Un travail d’orfèvre qui a su séduire les plus grands noms du secteur, ravis de sous-traiter la délicate ingénierie de circuits numériques à un acteur aussi spécialisé que réputé. D’autant plus que leur catalogue propose aussi bien des amplificateurs que des convertisseurs dédiés, et même des phonos. Aussi HEM entend-il bien enfoncer le clou avec sa nouvelle marque Ferrum, certes plus accessible que ses grandes sœurs, mais toujours aussi intransigeante dans sa conception.
Préampli Oor
Mesurant tout juste 21,7 cm de large, pour 20,6 cm de long et 5 cm de haut, le OOR se veut plutôt compact pour un modèle du genre. Drapé de noir, l’ampli dissimule sous son épais châssis une électronique dense, avec un poids mesuré à 2 kg sur la balance. Un gage de sérieux renforcé par l’élégant sceau trônant fièrement sur la façade principale, rehaussé par une étonnante barre aux reflets ocres, rappelant le fer et mise en lumière par un jeu de LEDs du plus bel effet. En façade, le OOR affiche une sobriété presque spartiate. Un gigantesque potentiomètre de volume, deux sorties casques, dont une symétrique, un sélecteur d’entrée doublé d’un commutateur de tension et un dernier contrôleur pour basculer entre les différentes valeurs de gain.

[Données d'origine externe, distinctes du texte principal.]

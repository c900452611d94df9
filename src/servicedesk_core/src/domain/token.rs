//! Single-purpose account tokens and their URL-safe transport encoding.

use base64::{Engine as _, engine::general_purpose::URL_SAFE_NO_PAD};
use serde::{Deserialize, Serialize};
use thiserror::Error;

/// What a confirmation/reset token may be used for. A token issued for one
/// purpose is never accepted for another.
#[derive(Debug, Clone, Copy, PartialEq, Eq, Hash, Serialize, Deserialize)]
pub enum TokenPurpose {
    EmailConfirmation,
    PasswordReset,
}

impl TokenPurpose {
    pub fn as_str(&self) -> &'static str {
        match self {
            TokenPurpose::EmailConfirmation => "email-confirmation",
            TokenPurpose::PasswordReset => "password-reset",
        }
    }
}

impl std::fmt::Display for TokenPurpose {
    fn fmt(&self, f: &mut std::fmt::Formatter<'_>) -> std::fmt::Result {
        f.write_str(self.as_str())
    }
}

#[derive(Debug, Error, PartialEq)]
pub enum TokenError {
    #[error("Token is not valid base64url")]
    InvalidEncoding,
    #[error("Token is not valid UTF-8")]
    InvalidUtf8,
}

/// Base64url-encodes the token's UTF-8 bytes so it can be embedded in a query string.
pub fn encode_token(token: &str) -> String {
    URL_SAFE_NO_PAD.encode(token.as_bytes())
}

/// Reverses [`encode_token`]. Trailing `=` padding is tolerated.
pub fn decode_token(encoded: &str) -> Result<String, TokenError> {
    let bytes = URL_SAFE_NO_PAD
        .decode(encoded.trim_end_matches('='))
        .map_err(|_| TokenError::InvalidEncoding)?;
    String::from_utf8(bytes).map_err(|_| TokenError::InvalidUtf8)
}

Même constat à l’arrière, l’amplificateur se contentant du strict minimum, avec deux jeux d’entrées XLR/RCA, accompagnés des mêmes prises en sortie. Enfin, tout à droite se trouve une prise d’alimentation D surmontée d’une seconde entrée (4-pins) dédiée à l’Hypsos.
Développé dans un objectif de transparence absolue, le OOR s’articule autour d’un circuit entièrement analogique, uniquement constitué de composants discrets, soigneusement triés sur le volet. La promesse ? Un signal ultra-puissant totalement exempt de la moindre distorsion, jamais fatiguant, accompagné d’une plage dynamique sans équivalent dans cette gamme de prix.

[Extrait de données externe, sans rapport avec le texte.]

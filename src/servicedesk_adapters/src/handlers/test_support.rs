use std::sync::Arc;

use async_trait::async_trait;
use secrecy::Secret;
use servicedesk_core::{
    AuthResponseBuilder, EmailMessage, GatewayError, InstallmentInfoRequest,
    InstallmentInfoResponse, PaymentGateway, SystemClock,
};

use crate::{
    config::IdentitySettings,
    email::MockEmailSender,
    links::BaseUrlLinkGenerator,
    persistence::{
        DashMapTokenProvider, HashMapRoleStore, HashMapUserStore, HashSetBannedTokenStore,
    },
    session::{JwtSessionManager, SessionConfig},
    state::AppState,
};

#[derive(Debug, Default)]
pub struct TestResponse {
    pub status: u16,
    pub headers: Vec<(String, String)>,
    pub body: Option<serde_json::Value>,
}

impl TestResponse {
    pub fn header(&self, name: &str) -> Option<&str> {
        self.headers
            .iter()
            .find(|(key, _)| key.eq_ignore_ascii_case(name))
            .map(|(_, value)| value.as_str())
    }

    pub fn body(&self) -> &serde_json::Value {
        self.body.as_ref().expect("response has a body")
    }
}

#[derive(Default)]
pub struct TestResponseBuilder(TestResponse);

impl AuthResponseBuilder for TestResponseBuilder {
    type Response = TestResponse;

    fn status(mut self, code: u16) -> Self {
        self.0.status = code;
        self
    }

    fn header(mut self, name: &str, value: &str) -> Self {
        self.0.headers.push((name.to_string(), value.to_string()));
        self
    }

    fn json_body(mut self, body: serde_json::Value) -> Self {
        self.0.body = Some(body);
        self
    }

    fn build(self) -> Self::Response {
        self.0
    }
}

pub fn builder() -> TestResponseBuilder {
    TestResponseBuilder::default()
}

/// Echoes the request's conversation id with a single installment tier.
pub struct EchoGateway;

#[async_trait]
impl PaymentGateway for EchoGateway {
    async fn retrieve_installment_info(
        &self,
        request: &InstallmentInfoRequest,
    ) -> Result<InstallmentInfoResponse, GatewayError> {
        Ok(serde_json::from_value(serde_json::json!({
            "status": "success",
            "conversationId": request.conversation_id,
            "installmentDetails": [{
                "binNumber": request.bin_number.as_str(),
                "price": 1000.0,
                "installmentPrices": [
                    {"installmentNumber": 1, "installmentPrice": 1000.0, "totalPrice": 1000.0}
                ]
            }]
        }))
        .expect("valid canned response"))
    }
}

pub fn test_state() -> (AppState, MockEmailSender) {
    let clock = Arc::new(SystemClock);
    let banned_token_store = Arc::new(HashSetBannedTokenStore::new());
    let email_sender = MockEmailSender::new();
    let sessions = JwtSessionManager::new(
        banned_token_store.clone(),
        SessionConfig {
            cookie_name: "servicedesk_session".to_string(),
            jwt_secret: Secret::new("secret".to_string()),
            expiry_in_seconds: 300,
            sliding: true,
            secure_cookie: false,
        },
    );
    let state = AppState {
        user_store: Arc::new(HashMapUserStore::new()),
        role_store: Arc::new(HashMapRoleStore::new()),
        token_provider: Arc::new(DashMapTokenProvider::new(
            chrono::Duration::hours(24),
            clock.clone(),
        )),
        banned_token_store,
        email_sender: Arc::new(email_sender.clone()),
        link_generator: Arc::new(
            BaseUrlLinkGenerator::new("http://localhost:3000").expect("valid base url"),
        ),
        payment_gateway: Arc::new(EchoGateway),
        clock,
        sessions,
        identity: Arc::new(IdentitySettings::default()),
        payment_locale: Arc::from("tr"),
    };
    (state, email_sender)
}

/// Reads a query parameter out of the link embedded in a sent email.
pub fn link_param(message: &EmailMessage, name: &str) -> String {
    let key = format!("{name}=");
    let start = message.body().find(&key).expect("link has the parameter") + key.len();
    let rest = &message.body()[start..];
    let end = rest
        .find(|c: char| c == '&' || c == '\'')
        .unwrap_or(rest.len());
    rest[..end].to_string()
}
use servicedesk_core::{
    Email, EmailSender, LinkGenerator, Role, TokenProvider, TokenPurpose, UserId, UserStore,
};

use crate::{error::AccountError, notifications::send_token_link, use_cases::get_profile::Profile};

#[derive(Debug, Clone)]
pub struct ProfileUpdate {
    pub name: String,
    pub surname: String,
    pub email: Email,
}

#[derive(Debug, Clone, PartialEq)]
pub struct UpdateProfileOutcome {
    pub profile: Profile,
    pub email_changed: bool,
}

/// Update profile use case.
///
/// Name, email and role changes are written with a single store update. A new
/// address demotes the account to `Passive` and is mailed a confirmation link
/// once that update has succeeded.
pub struct UpdateProfileUseCase<'a, U, T, L, E>
where
    U: UserStore + ?Sized,
    T: TokenProvider + ?Sized,
    L: LinkGenerator + ?Sized,
    E: EmailSender + ?Sized,
{
    user_store: &'a U,
    token_provider: &'a T,
    link_generator: &'a L,
    email_sender: &'a E,
}

impl<'a, U, T, L, E> UpdateProfileUseCase<'a, U, T, L, E>
where
    U: UserStore + ?Sized,
    T: TokenProvider + ?Sized,
    L: LinkGenerator + ?Sized,
    E: EmailSender + ?Sized,
{
    pub fn new(
        user_store: &'a U,
        token_provider: &'a T,
        link_generator: &'a L,
        email_sender: &'a E,
    ) -> Self {
        Self {
            user_store,
            token_provider,
            link_generator,
            email_sender,
        }
    }

    #[tracing::instrument(name = "UpdateProfileUseCase::execute", skip(self, update))]
    pub async fn execute(
        &self,
        user_id: &UserId,
        update: ProfileUpdate,
    ) -> Result<UpdateProfileOutcome, AccountError> {
        let mut user = self.user_store.get_user(user_id).await?;
        user.set_display_name(update.name, update.surname);

        let email_changed = user.email() != &update.email;
        if email_changed {
            if let Some(owner) = self.user_store.find_by_email(&update.email).await? {
                if owner.id() != user_id {
                    return Err(AccountError::DuplicateEmail);
                }
            }
            user.remove_role(Role::User);
            user.add_role(Role::Passive);
            user.change_email(update.email);
        }

        self.user_store.update_user(&user).await?;

        if email_changed {
            tracing::info!(user_id = %user_id, "Email changed, confirmation required");
            send_token_link(
                self.token_provider,
                self.link_generator,
                self.email_sender,
                &user,
                TokenPurpose::EmailConfirmation,
            )
            .await?;
        }

        Ok(UpdateProfileOutcome {
            profile: Profile::from(&user),
            email_changed,
        })
    }
}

Et à la lecture de la fiche technique, Ferrum semble s’être surpassé, l’ampli atteignant des valeurs presque délirantes, talonnant des concurrents près de dix fois plus onéreux avec un niveau de sortie frôlant les 2 000 mW en charge asymétrique, et 8 000 mW (!) en symétrique. Un véritable monstre !
Alimentation Hypsos
Plus dense que l’OOR, l’Hypsos conserve les mêmes dimensions, mais gagne en embonpoint, l’alimentation affichant pas moins de 2,89 kg. Un poids somme toute mesuré pour ce type d’appareil, la très grande majorité flirtant allègrement avec les 5-7 kg en raison de la batterie intégrée. Une première surprise donc, très rapidement éclipsée par un deuxième choc : alors que la majorité des alimentations se contente bien souvent d’une façade vierge de tout contrôle, Ferrum prend tout le monde à contrepied, adjoignant son Hypsos d’un superbe écran LCD. Et, non content d’égayer la monotonie de l’appareil, cet écran se paye le luxe d’offrir une lisibilité de premier ordre, aidé par une excellente luminosité, une définition tout bonnement bluffante et une interface des plus soignées. Une vraie claque, transfigurant le rapport habituellement entretenu avec ce type d’accessoires, généralement aussi terne qu’indispensable. Sur le plan purement technique, le Hypsos associe le meilleur de l’analogique à la magie du numérique. Le transformateur toroïdal surdimensionné, précédé d’un bloc de filtrage séparé, est soutenu par quatre gigantesques condensateurs soudés sur un gigantesque PCB dont la finesse d’exécution ferait rougir les plus grandes marques. Une surenchère qui, nous le verrons plus tard, n’est pas pour nous déplaire.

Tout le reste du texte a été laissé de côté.